*** Information ***

#![forbid(unsafe_code)]

use super::{JsonBody, PageQuery, QueryParams, body, created, page, params};
use crate::error::ApiResult;
use crate::state::AppState;
use axum::Json;
use axum::extract::{Path, State};
use axum::http::StatusCode;
use serde::Deserialize;
use temdb_storage::{
    CreateSectionRequest, ListSectionsRequest, RoiRow, SectionRow, UpdateSectionRequest,
};

#[derive(Debug, Default, Deserialize)]
pub(crate) struct SectionFilter {
    cutting_session_id: Option<String>,
    media_id: Option<String>,
    specimen_id: Option<String>,
}

#[derive(Debug, Deserialize)]
#[serde(untagged)]
pub(crate) enum SectionBatch {
    List(Vec<CreateSectionRequest>),
    Wrapped { sections: Vec<CreateSectionRequest> },
}

pub(crate) async fn create(
    State(state): State<AppState>,
    payload: JsonBody<CreateSectionRequest>,
) -> ApiResult<(StatusCode, Json<SectionRow>)> {
    let request = body(payload)?;
    Ok(created(state.store()?.create_section(request)?))
}

pub(crate) async fn create_batch(
    State(state): State<AppState>,
    payload: JsonBody<SectionBatch>,
) -> ApiResult<(StatusCode, Json<Vec<SectionRow>>)> {
    let requests = match body(payload)? {
        SectionBatch::List(requests) | SectionBatch::Wrapped { sections: requests } => requests,
    };
    Ok(created(state.store()?.create_sections_batch(requests)?))
}

pub(crate) async fn list(
    State(state): State<AppState>,
    paging: QueryParams<PageQuery>,
    filter: QueryParams<SectionFilter>,
) -> ApiResult<Json<Vec<SectionRow>>> {
    let page = page(&state, paging)?;
    let filter = params(filter)?;
    let rows = state.store()?.list_sections(&ListSectionsRequest {
        cutting_session_id: filter.cutting_session_id,
        media_id: filter.media_id,
        specimen_id: filter.specimen_id,
        page,
    })?;
    Ok(Json(rows))
}

pub(crate) async fn get(
    State(state): State<AppState>,
    Path(section_id): Path<String>,
) -> ApiResult<Json<SectionRow>> {
    Ok(Json(state.store()?.get_section(&section_id)?))
}

pub(crate) async fn update(
    State(state): State<AppState>,
    Path(section_id): Path<String>,
    payload: JsonBody<UpdateSectionRequest>,
) -> ApiResult<Json<SectionRow>> {
    let request = body(payload)?;
    Ok(Json(state.store()?.update_section(&section_id, request)?))
}

pub(crate) async fn delete(
    State(state): State<AppState>,
    Path(section_id): Path<String>,
) -> ApiResult<StatusCode> {
    state.store()?.delete_section(&section_id)?;
    Ok(StatusCode::NO_CONTENT)
}

pub(crate) async fn rois(
    State(state): State<AppState>,
    Path(section_id): Path<String>,
    paging: QueryParams<PageQuery>,
) -> ApiResult<Json<Vec<RoiRow>>> {
    let page = page(&state, paging)?;
    Ok(Json(state.store()?.list_section_rois(&section_id, page)?))
}
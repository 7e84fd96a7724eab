#![forbid(unsafe_code)]

pub(super) const SQL: &str = r#"

        CREATE UNIQUE INDEX IF NOT EXISTS idx_specimens_key ON specimens(specimen_id);
        CREATE UNIQUE INDEX IF NOT EXISTS idx_blocks_key ON blocks(specimen_ref, block_id);
        CREATE UNIQUE INDEX IF NOT EXISTS idx_cutting_sessions_key ON cutting_sessions(cutting_session_id);
        CREATE UNIQUE INDEX IF NOT EXISTS idx_substrates_key ON substrates(media_id);
        CREATE UNIQUE INDEX IF NOT EXISTS idx_sections_key ON sections(section_id);
        CREATE UNIQUE INDEX IF NOT EXISTS idx_sections_number ON sections(cutting_session_ref, section_number);
        CREATE UNIQUE INDEX IF NOT EXISTS idx_rois_key ON rois(roi_id);
        CREATE UNIQUE INDEX IF NOT EXISTS idx_acquisition_tasks_key ON acquisition_tasks(task_id);
        CREATE UNIQUE INDEX IF NOT EXISTS idx_acquisitions_key ON acquisitions(acquisition_id);
        CREATE UNIQUE INDEX IF NOT EXISTS idx_tiles_key ON tiles(tile_id);
        CREATE UNIQUE INDEX IF NOT EXISTS idx_tiles_raster ON tiles(acquisition_ref, raster_index);

        -- Parent references: every delete guard counts through one of these.
        CREATE INDEX IF NOT EXISTS idx_blocks_specimen ON blocks(specimen_ref);
        CREATE INDEX IF NOT EXISTS idx_cutting_sessions_block ON cutting_sessions(block_ref);
        CREATE INDEX IF NOT EXISTS idx_sections_substrate ON sections(substrate_ref);
        CREATE INDEX IF NOT EXISTS idx_rois_section ON rois(section_ref);
        CREATE INDEX IF NOT EXISTS idx_rois_parent ON rois(parent_roi_ref);
        CREATE INDEX IF NOT EXISTS idx_acquisition_tasks_roi ON acquisition_tasks(roi_ref);
        CREATE INDEX IF NOT EXISTS idx_acquisitions_task ON acquisitions(task_ref);
        CREATE INDEX IF NOT EXISTS idx_acquisitions_roi ON acquisitions(roi_ref);
        CREATE INDEX IF NOT EXISTS idx_acquisitions_replaces ON acquisitions(replaces_ref);
        CREATE INDEX IF NOT EXISTS idx_acquisitions_lens_correction ON acquisitions(lens_correction_ref);
        CREATE INDEX IF NOT EXISTS idx_acquisitions_scope
          ON acquisitions(scope_id, magnification, start_time_ms) WHERE lens_correction = 1;
"#;
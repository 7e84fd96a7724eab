#![forbid(unsafe_code)]

use temdb_core::hierarchy::EntityKind;
use thiserror::Error;

#[derive(Debug, Error)]
pub enum StoreError {
    #[error("io: {0}")]
    Io(#[from] std::io::Error),
    #[error("sqlite: {0}")]
    Sql(#[from] rusqlite::Error),
    #[error("json: {0}")]
    Json(#[from] serde_json::Error),
    #[error("invalid input: {0}")]
    InvalidInput(String),
    #[error("{entity} '{key}' not found")]
    NotFound { entity: EntityKind, key: String },
    #[error("{0}")]
    InconsistentHierarchy(String),
    #[error("{entity} '{key}' already exists")]
    Conflict { entity: EntityKind, key: String },
    #[error("Cannot delete {entity} '{key}' as it has {count} {dependent}")]
    ResourceInUse {
        entity: EntityKind,
        key: String,
        dependent_kind: EntityKind,
        dependent: &'static str,
        count: u64,
    },
    #[error("{0}")]
    InvalidReference(String),
    #[error("{0}")]
    LensCorrectionNotFound(String),
    #[error("{source} for batch item {index}")]
    BatchItem {
        index: usize,
        #[source]
        source: Box<StoreError>,
    },
}

impl StoreError {
    pub(crate) fn not_found(entity: EntityKind, key: impl Into<String>) -> Self {
        Self::NotFound {
            entity,
            key: key.into(),
        }
    }

    pub(crate) fn invalid(message: impl Into<String>) -> Self {
        Self::InvalidInput(message.into())
    }

    /// The error a batch item failed with, or `self` outside a batch.
    pub fn innermost(&self) -> &StoreError {
        match self {
            Self::BatchItem { source, .. } => source.innermost(),
            other => other,
        }
    }

    /// Infrastructure failures, as opposed to rejected requests.
    pub fn is_internal(&self) -> bool {
        matches!(
            self.innermost(),
            Self::Io(_) | Self::Sql(_) | Self::Json(_)
        )
    }
}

*** End of Information ***

# Brief:
Retype exactly the lines of the data above, starting at its first line and finishing with the line that has "let rows = state.store()?.list_sections(&ListSectionsRequest" in it.

# Result:
#![forbid(unsafe_code)]

use super::{JsonBody, PageQuery, QueryParams, body, created, page, params};
use crate::error::ApiResult;
use crate::state::AppState;
use axum::Json;
use axum::extract::{Path, State};
use axum::http::StatusCode;
use serde::Deserialize;
use temdb_storage::{
    CreateSectionRequest, ListSectionsRequest, RoiRow, SectionRow, UpdateSectionRequest,
};

#[derive(Debug, Default, Deserialize)]
pub(crate) struct SectionFilter {
    cutting_session_id: Option<String>,
    media_id: Option<String>,
    specimen_id: Option<String>,
}

#[derive(Debug, Deserialize)]
#[serde(untagged)]
pub(crate) enum SectionBatch {
    List(Vec<CreateSectionRequest>),
    Wrapped { sections: Vec<CreateSectionRequest> },
}

pub(crate) async fn create(
    State(state): State<AppState>,
    payload: JsonBody<CreateSectionRequest>,
) -> ApiResult<(StatusCode, Json<SectionRow>)> {
    let request = body(payload)?;
    Ok(created(state.store()?.create_section(request)?))
}

pub(crate) async fn create_batch(
    State(state): State<AppState>,
    payload: JsonBody<SectionBatch>,
) -> ApiResult<(StatusCode, Json<Vec<SectionRow>>)> {
    let requests = match body(payload)? {
        SectionBatch::List(requests) | SectionBatch::Wrapped { sections: requests } => requests,
    };
    Ok(created(state.store()?.create_sections_batch(requests)?))
}

pub(crate) async fn list(
    State(state): State<AppState>,
    paging: QueryParams<PageQuery>,
    filter: QueryParams<SectionFilter>,
) -> ApiResult<Json<Vec<SectionRow>>> {
    let page = page(&state, paging)?;
    let filter = params(filter)?;
    let rows = state.store()?.list_sections(&ListSectionsRequest {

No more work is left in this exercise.